The Certainty of Myth

Today, the last day of June, is the anniversary of the 1860 Oxford Evolution Debate.  Everbode kno the story of
  • how Bishop "Soapy Sam" Wilberforce (Grrrr, hisssss, he's beHIND you) tried to diss Darwin's Origin of Species which had been published the previous year
  • how he made some heavily ironic remarks about the antecedents of Darwin and his supporters
  • how Thomas Henry "Darwin's Bulldog" Huxley (Huzzah huzzah!) rose to his feet muttering "The Lord hath delivered him into my hands" and trounced the worthy-but-wrong Bishop by turning his ironies into a potent rhetorical counter-strike.
except that there was no record kept of the "debate" not least because it wasn't a formal item on the agenda of the 1860 British Association meeting in Oxford.  It was rather part of an animated discussion after a long (and boring) formal paper presented by NYU's Prof. John W. Draper "On the Intellectual Development of Europe, considered with reference to the views of Mr. Darwin and others, that the progression of organisms is determined by law."  So there was no written speech, no stenographer, just a bunch of more or less contradictory notes, letters and long-time-after reminiscences. This gallimaufry of sources have been clagged together to become a watershed in the Intellectual Development of Europe where unthinking Judeo-Christian certainties began to lose ground to scientific rationalism. (Huzzah!).
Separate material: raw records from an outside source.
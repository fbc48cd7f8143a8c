//! Network side of the exchange: the [`Exchange`] seam and its HTTP
//! implementation.

pub mod exchange;

pub use exchange::{
    CompletionSender, Exchange, ExchangeConfig, ExchangeResult, HttpExchange, PendingExchange,
};
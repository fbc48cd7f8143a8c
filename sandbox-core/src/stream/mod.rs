//! # stream: height-field streaming pipeline
//!
//! ## Architecture
//!
//! ```text
//!  HOST (render loop)                     NETWORK (tokio task)
//! ┌────────────────────────────┐        ┌───────────────────────────┐
//! │ tick()                     │        │                           │
//! │  FrameSampler::sample      │        │                           │
//! │   ↓                        │ submit │ HttpExchange::post        │
//! │  PayloadCodec::encode ─────┼──────► │   POST /sandbox?w&h       │
//! │                            │        │   ↓                       │
//! │ tick() (later)             │ oneshot│ HttpCodec (response)      │
//! │  PayloadCodec::decode ◄────┼─────── │                           │
//! │   ↓                        │        │                           │
//! │  DisplayBufferManager      │        │                           │
//! │   ↓                        │        │                           │
//! │  ShaderTextureSink         │        │                           │
//! └────────────────────────────┘        └───────────────────────────┘
//! ```
//!
//! ## Sub-modules
//!
//! | Module      | Purpose                                              |
//! |-------------|------------------------------------------------------|
//! | `types`     | Height field, display frame and surface format types |
//! | `surface`   | Host collaborator traits (source and sink)           |
//! | `sampler`   | Surface readback into a reusable scratch buffer      |
//! | `payload`   | Request body encoding, response decoding             |
//! | `display`   | Owner of the live display buffer                     |
//! | `latency`   | Round-trip and throughput statistics                 |
//! | `scheduler` | Per-tick state machine driver                        |

pub mod display;
pub mod latency;
pub mod payload;
pub mod sampler;
pub mod scheduler;
pub mod surface;
pub mod types;

// ── Re-exports ───────────────────────────────────────────────────

pub use display::{DisplayBufferManager, PublishOutcome};
pub use latency::LatencyTracker;
pub use payload::{PayloadCodec, RequestPayload, ServiceResponse};
pub use sampler::FrameSampler;
pub use scheduler::{ExchangeScheduler, ExchangeStats, SchedulerConfig, TickOutcome};
pub use surface::{
    RenderSurfaceSource, ShaderTextureSink, StaticSurface, TextureHandle, TextureView,
};
pub use types::{DisplayFrame, HeightField, SurfaceFormat};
Not many scientists of my acquaintance have, like me, won a Junior Scripture Prize at school and so they're possibly unable to recognise Huxley's sotto voce quip "The Lord hath delivered him into my hands" as straight from the bible 1 Samuel Ch 23 v 7.  Indeed Huxley, the first agnostic (he coined the term in 1869) and key Darwinist, was very keen to get youngsters to read the bible in school and elsewhere as a guide to their moral compass. On the other hand, the Bishop was a vice-president of the British Association for the Advancement of Science and a Fellow of the Royal Society - the key accolade for British Scientists - for his contributions to the science of ornithology.  We was also, like his father, a vehement anti-slavery abolitionist.  So it is hard for me to see the "debate" in black and white, bible vs science, god vs rationalism terms.  And there is at least one contemporary reference to the fact that after their set-to, all the participants went off to dinner together like the gentlemen they were.  Revisionist, less dramatic and more even-handed analysis of the day may be found here and here.
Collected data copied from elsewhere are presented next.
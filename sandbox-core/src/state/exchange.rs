//! Exchange state machine driven by the tick loop.
//!
//! One enum replaces the pair of "frame received" / "ready for new frame"
//! flags: the outstanding exchange lives *inside* the
//! [`AwaitingResponse`](ExchangeState::AwaitingResponse) variant, so there
//! can never be two of them, and [`Idle`](ExchangeState::Idle) is the only
//! state that may start a new one.

use std::fmt;
use std::time::{Duration, Instant};

use crate::error::SandboxError;
use crate::network::exchange::{ExchangeResult, PendingExchange};

// ── RecoveryPolicy ───────────────────────────────────────────────

/// What the scheduler does after a network failure.
#[derive(Debug, Clone, Copy, PartialEq, Eq)]
pub enum RecoveryPolicy {
    /// Keep the gate closed until [`ExchangeState::resume`] is called.
    Stall,
    /// Reopen the gate after a delay that doubles per consecutive
    /// failure, starting at `initial` and capped at `max`.
    Backoff { initial: Duration, max: Duration },
}

impl RecoveryPolicy {
    /// Delay before the gate reopens after `consecutive_failures`
    /// failures in a row (counting the current one). `None` means stall.
    pub fn delay_for(&self, consecutive_failures: u32) -> Option<Duration> {
        match self {
            Self::Stall => None,
            Self::Backoff { initial, max } => {
                let shift = consecutive_failures.saturating_sub(1).min(16);
                Some(initial.saturating_mul(1 << shift).min(*max))
            }
        }
    }
}

impl Default for RecoveryPolicy {
    fn default() -> Self {
        Self::Backoff {
            initial: Duration::from_millis(250),
            max: Duration::from_secs(5),
        }
    }
}

// ── ExchangeState ────────────────────────────────────────────────

/// The current phase of the capture/exchange loop.
///
/// ```text
///            ┌────────── finish ◄──────── Decoding
///            ▼                               ▲
///  ┌────► Idle ── begin_send ──► Sending     │ begin_decode
///  │                              │          │
///  │                        await_response   │
///  │                              ▼          │
///  │                       AwaitingResponse ─┘
///  │                              │ fail
///  │                              ▼
///  └── resume / reopen_if_due ── Backoff | Stalled
/// ```
#[derive(Debug, Default)]
pub enum ExchangeState {
    /// Gate open: the next tick samples and sends.
    #[default]
    Idle,

    /// Payload encoded, request being issued.
    Sending { frame: u64, started: Instant },

    /// Request issued; waiting for the completion to land.
    AwaitingResponse {
        frame: u64,
        started: Instant,
        pending: PendingExchange,
    },

    /// Response received; decoding and publishing.
    Decoding { frame: u64 },

    /// A network failure closed the gate until `until`.
    Backoff { until: Instant },

    /// A network failure closed the gate until manually resumed.
    Stalled,
}

/// A finished round trip taken out of [`ExchangeState::AwaitingResponse`].
#[derive(Debug)]
pub struct Completion {
    pub frame: u64,
    pub started: Instant,
    pub bytes_out: usize,
    pub result: ExchangeResult,
}

impl fmt::Display for ExchangeState {
    fn fmt(&self, f: &mut fmt::Formatter<'_>) -> fmt::Result {
        match self {
            Self::Idle => write!(f, "Idle"),
            Self::Sending { frame, .. } => write!(f, "Sending(#{frame})"),
            Self::AwaitingResponse { frame, .. } => write!(f, "AwaitingResponse(#{frame})"),
            Self::Decoding { frame } => write!(f, "Decoding(#{frame})"),
            Self::Backoff { .. } => write!(f, "Backoff"),
            Self::Stalled => write!(f, "Stalled"),
        }
    }
}

impl ExchangeState {
    /// Whether the gate is open.
    pub fn is_idle(&self) -> bool {
        matches!(self, Self::Idle)
    }

    /// Whether an exchange occupies Sending, AwaitingResponse or Decoding.
    pub fn is_in_flight(&self) -> bool {
        matches!(
            self,
            Self::Sending { .. } | Self::AwaitingResponse { .. } | Self::Decoding { .. }
        )
    }

    /// Frame number of the exchange in flight, if any.
    pub fn in_flight_frame(&self) -> Option<u64> {
        match self {
            Self::Sending { frame, .. }
            | Self::AwaitingResponse { frame, .. }
            | Self::Decoding { frame } => Some(*frame),
            _ => None,
        }
    }

    /// Poll the outstanding exchange without blocking.
    ///
    /// Returns `None` while the response is still outstanding or when no
    /// exchange is in flight. The state stays `AwaitingResponse` until the
    /// caller transitions it.
    pub fn try_complete(&mut self) -> Option<Completion> {
        match self {
            Self::AwaitingResponse {
                frame,
                started,
                pending,
            } => pending.try_complete().map(|result| Completion {
                frame: *frame,
                started: *started,
                bytes_out: pending.bytes_out(),
                result,
            }),
            _ => None,
        }
    }

    // ── Transitions ──────────────────────────────────────────────

    /// Transition to `Sending`.
    ///
    /// Valid from: `Idle`.
    pub fn begin_send(&mut self, frame: u64, now: Instant) -> Result<(), SandboxError> {
        match self {
            Self::Idle => {
                *self = Self::Sending {
                    frame,
                    started: now,
                };
                Ok(())
            }
            _ => Err(SandboxError::InvalidTransition(
                "cannot send: gate is closed",
            )),
        }
    }

    /// Transition to `AwaitingResponse`, taking ownership of the exchange.
    ///
    /// Valid from: `Sending`.
    pub fn await_response(&mut self, pending: PendingExchange) -> Result<(), SandboxError> {
        match *self {
            Self::Sending { frame, started } => {
                *self = Self::AwaitingResponse {
                    frame,
                    started,
                    pending,
                };
                Ok(())
            }
            _ => Err(SandboxError::InvalidTransition(
                "cannot await response: not in Sending state",
            )),
        }
    }

    /// Transition to `Decoding`, releasing the completed exchange.
    ///
    /// Valid from: `AwaitingResponse`.
    pub fn begin_decode(&mut self) -> Result<(), SandboxError> {
        match self {
            Self::AwaitingResponse { frame, .. } => {
                let frame = *frame;
                *self = Self::Decoding { frame };
                Ok(())
            }
            _ => Err(SandboxError::InvalidTransition(
                "cannot decode: no response awaited",
            )),
        }
    }

    /// Transition back to `Idle` after a decode, successful or not.
    ///
    /// Valid from: `Decoding`.
    pub fn finish(&mut self) -> Result<(), SandboxError> {
        match self {
            Self::Decoding { .. } => {
                *self = Self::Idle;
                Ok(())
            }
            _ => Err(SandboxError::InvalidTransition(
                "cannot finish: not in Decoding state",
            )),
        }
    }

    /// Record a network failure and close the gate.
    ///
    /// `delay` of `None` stalls; otherwise the gate reopens at `now + delay`.
    ///
    /// Valid from: `Sending`, `AwaitingResponse`, `Decoding`.
    pub fn fail(&mut self, delay: Option<Duration>, now: Instant) -> Result<(), SandboxError> {
        if !self.is_in_flight() {
            return Err(SandboxError::InvalidTransition(
                "cannot fail: no exchange in flight",
            ));
        }
        *self = match delay {
            Some(delay) => Self::Backoff { until: now + delay },
            None => Self::Stalled,
        };
        Ok(())
    }

    /// Reopen the gate if the backoff deadline has passed.
    ///
    /// Returns `true` when the state is (now) `Idle`.
    pub fn reopen_if_due(&mut self, now: Instant) -> bool {
        match self {
            Self::Backoff { until } if now >= *until => {
                *self = Self::Idle;
                true
            }
            Self::Idle => true,
            _ => false,
        }
    }

    /// Reopen the gate unconditionally.
    ///
    /// Valid from: `Backoff`, `Stalled`.
    pub fn resume(&mut self) -> Result<(), SandboxError> {
        match self {
            Self::Backoff { .. } | Self::Stalled => {
                *self = Self::Idle;
                Ok(())
            }
            _ => Err(SandboxError::InvalidTransition(
                "cannot resume: gate is not closed by a failure",
            )),
        }
    }
}

#[cfg(test)]
mod tests {
    use bytes::Bytes;

    use super::*;
    use crate::stream::payload::RequestPayload;

    fn pending() -> (crate::network::CompletionSender, PendingExchange) {
        PendingExchange::for_payload(&RequestPayload {
            width: 1,
            height: 1,
            body: Bytes::from_static(&[0, 0, 0, 0]),
        })
    }

    #[test]
    fn happy_path_cycle() {
        let now = Instant::now();
        let mut state = ExchangeState::default();
        assert!(state.is_idle());

        state.begin_send(7, now).unwrap();
        assert!(state.is_in_flight());

        let (done, p) = pending();
        state.await_response(p).unwrap();
        assert_eq!(state.in_flight_frame(), Some(7));
        assert!(state.try_complete().is_none());

        done.complete(Ok(Bytes::from_static(b"{}")));
        let completion = state.try_complete().unwrap();
        assert_eq!(completion.frame, 7);
        assert_eq!(completion.bytes_out, 4);
        assert!(completion.result.is_ok());

        state.begin_decode().unwrap();
        assert_eq!(state.to_string(), "Decoding(#7)");
        state.finish().unwrap();
        assert!(state.is_idle());
    }

    #[test]
    fn only_idle_may_send() {
        let now = Instant::now();
        let mut state = ExchangeState::default();
        state.begin_send(1, now).unwrap();
        assert!(matches!(
            state.begin_send(2, now),
            Err(SandboxError::InvalidTransition(_))
        ));
        assert_eq!(state.in_flight_frame(), Some(1));
    }

    #[test]
    fn invalid_transitions_are_rejected() {
        let mut state = ExchangeState::Idle;
        assert!(state.begin_decode().is_err());
        assert!(state.finish().is_err());
        assert!(state.resume().is_err());
        assert!(state.fail(None, Instant::now()).is_err());
        let (_done, p) = pending();
        assert!(state.await_response(p).is_err());
        assert!(state.is_idle());
    }

    #[test]
    fn failure_with_delay_backs_off_then_reopens() {
        let t0 = Instant::now();
        let mut state = ExchangeState::Sending {
            frame: 0,
            started: t0,
        };
        state.fail(Some(Duration::from_millis(100)), t0).unwrap();
        assert!(matches!(state, ExchangeState::Backoff { .. }));
        assert!(!state.reopen_if_due(t0 + Duration::from_millis(50)));
        assert!(state.reopen_if_due(t0 + Duration::from_millis(100)));
        assert!(state.is_idle());
    }

    #[test]
    fn failure_without_delay_stalls_until_resumed() {
        let t0 = Instant::now();
        let mut state = ExchangeState::Decoding { frame: 3 };
        state.fail(None, t0).unwrap();
        assert!(matches!(state, ExchangeState::Stalled));
        assert!(!state.reopen_if_due(t0 + Duration::from_secs(3600)));
        state.resume().unwrap();
        assert!(state.is_idle());
    }

    #[test]
    fn backoff_doubles_and_caps() {
        let policy = RecoveryPolicy::Backoff {
            initial: Duration::from_millis(100),
            max: Duration::from_millis(700),
        };
        assert_eq!(policy.delay_for(1), Some(Duration::from_millis(100)));
        assert_eq!(policy.delay_for(2), Some(Duration::from_millis(200)));
        assert_eq!(policy.delay_for(3), Some(Duration::from_millis(400)));
        assert_eq!(policy.delay_for(4), Some(Duration::from_millis(700)));
        assert_eq!(policy.delay_for(u32::MAX), Some(Duration::from_millis(700)));
        assert_eq!(RecoveryPolicy::Stall.delay_for(1), None);
    }
}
And I bet that, by the time Huxley died in 1895, several people had consolidated the myth into actual memory to believe that they had been witnesses to the altercation.  The human mind can do that.  At least some of the 10,000 extra people, who claimed to have been in the GPO when Padraig Pearse read the 1916 proclamation outside, sincerely came to believe that they had been there.  The rest were blaggers, gassers and chancers, of course.
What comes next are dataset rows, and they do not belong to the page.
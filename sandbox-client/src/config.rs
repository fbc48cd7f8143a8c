//! Client configuration.

use std::path::Path;
use std::time::Duration;

use serde::{Deserialize, Serialize};

use sandbox_core::codec::DEFAULT_MAX_BODY_SIZE;
use sandbox_core::stream::display::DEFAULT_TEXTURE_NAME;
use sandbox_core::{ExchangeConfig, RecoveryPolicy, SchedulerConfig};

/// Top-level configuration for the streaming client.
#[derive(Debug, Clone, Default, Serialize, Deserialize)]
#[serde(default)]
pub struct ClientConfig {
    /// Processing service endpoint.
    pub service: ServiceConfig,
    /// Tick loop pacing.
    pub stream: StreamConfig,
    /// Behaviour after a failed exchange.
    pub recovery: RecoveryConfig,
    /// Presentation settings.
    pub display: DisplayConfig,
    /// Procedural source surface.
    pub surface: SurfaceConfig,
    /// Logging.
    pub logging: LoggingConfig,
}

/// Processing service endpoint.
#[derive(Debug, Clone, Serialize, Deserialize)]
#[serde(default)]
pub struct ServiceConfig {
    /// Service address (`host:port`).
    pub address: String,
    /// Request path.
    pub path: String,
    /// Round-trip timeout in milliseconds.
    pub timeout_ms: u64,
    /// Largest accepted response body.
    pub max_body_bytes: usize,
}

/// Tick loop pacing.
#[derive(Debug, Clone, Serialize, Deserialize)]
#[serde(default)]
pub struct StreamConfig {
    /// Ticks per second (the host frame rate).
    pub tick_hz: u32,
    /// How often to log loop statistics, in milliseconds. `0` disables.
    pub stats_interval_ms: u64,
}

/// Recovery after a network failure.
#[derive(Debug, Clone, Serialize, Deserialize)]
#[serde(default)]
pub struct RecoveryConfig {
    /// `"backoff"` or `"stall"`.
    pub policy: String,
    /// First backoff delay in milliseconds.
    pub initial_backoff_ms: u64,
    /// Backoff ceiling in milliseconds.
    pub max_backoff_ms: u64,
}

/// Presentation settings.
#[derive(Debug, Clone, Serialize, Deserialize)]
#[serde(default)]
pub struct DisplayConfig {
    /// Shader property the processed image is bound to.
    pub texture_name: String,
}

/// Procedural surface dimensions.
#[derive(Debug, Clone, Serialize, Deserialize)]
#[serde(default)]
pub struct SurfaceConfig {
    pub width: u32,
    pub height: u32,
}

/// Logging.
#[derive(Debug, Clone, Serialize, Deserialize)]
#[serde(default)]
pub struct LoggingConfig {
    /// Log level.
    pub level: String,
    /// Optional log file.
    pub file: String,
}

// ── Defaults ─────────────────────────────────────────────────────

impl Default for ServiceConfig {
    fn default() -> Self {
        Self {
            address: "127.0.0.1:5000".into(),
            path: "/sandbox".into(),
            timeout_ms: 5000,
            max_body_bytes: DEFAULT_MAX_BODY_SIZE,
        }
    }
}

impl Default for StreamConfig {
    fn default() -> Self {
        Self {
            tick_hz: 60,
            stats_interval_ms: 1000,
        }
    }
}

impl Default for RecoveryConfig {
    fn default() -> Self {
        Self {
            policy: "backoff".into(),
            initial_backoff_ms: 250,
            max_backoff_ms: 5000,
        }
    }
}

impl Default for DisplayConfig {
    fn default() -> Self {
        Self {
            texture_name: DEFAULT_TEXTURE_NAME.into(),
        }
    }
}

impl Default for SurfaceConfig {
    fn default() -> Self {
        Self {
            width: 256,
            height: 192,
        }
    }
}

impl Default for LoggingConfig {
    fn default() -> Self {
        Self {
            level: "info".into(),
            file: String::new(),
        }
    }
}

// ── Loading ──────────────────────────────────────────────────────

impl ClientConfig {
    /// Load from a TOML file, falling back to defaults.
    pub fn load(path: &Path) -> Self {
        match std::fs::read_to_string(path) {
            Ok(contents) => toml::from_str(&contents).unwrap_or_else(|e| {
                tracing::warn!("invalid config {}: {e}; using defaults", path.display());
                Self::default()
            }),
            Err(_) => {
                tracing::info!("no config at {}; using defaults", path.display());
                Self::default()
            }
        }
    }

    /// Network settings for [`sandbox_core::HttpExchange`].
    pub fn exchange(&self) -> ExchangeConfig {
        ExchangeConfig {
            address: self.service.address.clone(),
            path: self.service.path.clone(),
            timeout: Duration::from_millis(self.service.timeout_ms),
            max_body: self.service.max_body_bytes,
        }
    }

    /// Loop settings for [`sandbox_core::ExchangeScheduler`].
    pub fn scheduler(&self) -> SchedulerConfig {
        SchedulerConfig {
            recovery: self.recovery.policy(),
            texture_name: self.display.texture_name.clone(),
            ..SchedulerConfig::default()
        }
    }

    /// Interval between ticks. Rates below 1 Hz are clamped to 1 Hz.
    pub fn tick_period(&self) -> Duration {
        Duration::from_secs_f64(1.0 / f64::from(self.stream.tick_hz.max(1)))
    }
}

impl RecoveryConfig {
    /// Resolve the configured policy. Unknown names fall back to backoff.
    pub fn policy(&self) -> RecoveryPolicy {
        match self.policy.to_ascii_lowercase().as_str() {
            "stall" => RecoveryPolicy::Stall,
            "backoff" => self.backoff(),
            other => {
                tracing::warn!("unknown recovery policy {other:?}; using backoff");
                self.backoff()
            }
        }
    }

    fn backoff(&self) -> RecoveryPolicy {
        let initial = Duration::from_millis(self.initial_backoff_ms.max(1));
        RecoveryPolicy::Backoff {
            initial,
            max: Duration::from_millis(self.max_backoff_ms).max(initial),
        }
    }
}

// ── Tests ────────────────────────────────────────────────────────

#[cfg(test)]
mod tests {
    use super::*;

    #[test]
    fn default_config_serializes() {
        let cfg = ClientConfig::default();
        let text = toml::to_string_pretty(&cfg).unwrap();
        assert!(text.contains("[service]"));
        assert!(text.contains("texture_name"));
        assert!(text.contains("initial_backoff_ms"));
    }

    #[test]
    fn roundtrip_config() {
        let cfg = ClientConfig::default();
        let text = toml::to_string_pretty(&cfg).unwrap();
        let parsed: ClientConfig = toml::from_str(&text).unwrap();
        assert_eq!(parsed.service.address, "127.0.0.1:5000");
        assert_eq!(parsed.display.texture_name, "_FireSurfaceTex");
        assert_eq!(parsed.stream.tick_hz, 60);
    }

    #[test]
    fn partial_file_keeps_defaults() {
        let parsed: ClientConfig = toml::from_str(
            r#"
            [service]
            address = "10.0.0.7:8080"

            [recovery]
            policy = "stall"
            "#,
        )
        .unwrap();
        assert_eq!(parsed.service.address, "10.0.0.7:8080");
        assert_eq!(parsed.service.path, "/sandbox");
        assert_eq!(parsed.recovery.policy(), RecoveryPolicy::Stall);
        assert_eq!(parsed.surface.width, 256);
    }

    #[test]
    fn load_falls_back_to_defaults() {
        let dir = std::env::temp_dir();
        let missing = dir.join(format!("sandbox-missing-{}.toml", std::process::id()));
        assert_eq!(ClientConfig::load(&missing).service.address, "127.0.0.1:5000");

        let broken = dir.join(format!("sandbox-broken-{}.toml", std::process::id()));
        std::fs::write(&broken, "[service\naddress = ").unwrap();
        assert_eq!(ClientConfig::load(&broken).stream.tick_hz, 60);

        std::fs::write(&broken, "[surface]\nwidth = 32\n").unwrap();
        assert_eq!(ClientConfig::load(&broken).surface.width, 32);
        let _ = std::fs::remove_file(&broken);
    }

    #[test]
    fn converts_to_core_configs() {
        let mut cfg = ClientConfig::default();
        cfg.service.timeout_ms = 750;
        cfg.recovery.initial_backoff_ms = 100;
        cfg.recovery.max_backoff_ms = 50;

        let exchange = cfg.exchange();
        assert_eq!(exchange.timeout, Duration::from_millis(750));
        assert_eq!(exchange.path, "/sandbox");

        // A ceiling below the initial delay is raised to it.
        assert_eq!(
            cfg.scheduler().recovery,
            RecoveryPolicy::Backoff {
                initial: Duration::from_millis(100),
                max: Duration::from_millis(100),
            }
        );
    }

    #[test]
    fn unknown_policy_falls_back_to_backoff() {
        let cfg = RecoveryConfig {
            policy: "retry-forever".into(),
            ..RecoveryConfig::default()
        };
        assert!(matches!(cfg.policy(), RecoveryPolicy::Backoff { .. }));
    }

    #[test]
    fn tick_period_clamps_zero_rate() {
        let mut cfg = ClientConfig::default();
        cfg.stream.tick_hz = 0;
        assert_eq!(cfg.tick_period(), Duration::from_secs(1));
        cfg.stream.tick_hz = 50;
        assert_eq!(cfg.tick_period(), Duration::from_millis(20));
    }
}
I find the going out to dinner after an afternoon of vigorous rhetorical exercise very civilised.  Too many of today's atheist fringe of science seem to feel that those of the opposite set of beliefs are not only wrong, but deluded and/or utterly reprehensible.  I hope that the agnostics of science can continue to hold the middle ground.  There is a war going on, particularly in the USA, for hearts and minds on a scripture vs evolution axis.  If we the scientists are to take up cudgels with they the biblical fundamentalists, rejecting the bible unread as antient middle eastern nonsense is not going to fill our magazines. The King James Version is only 789.7 kilowords long, you could knock it off over the summer if you sat down to it.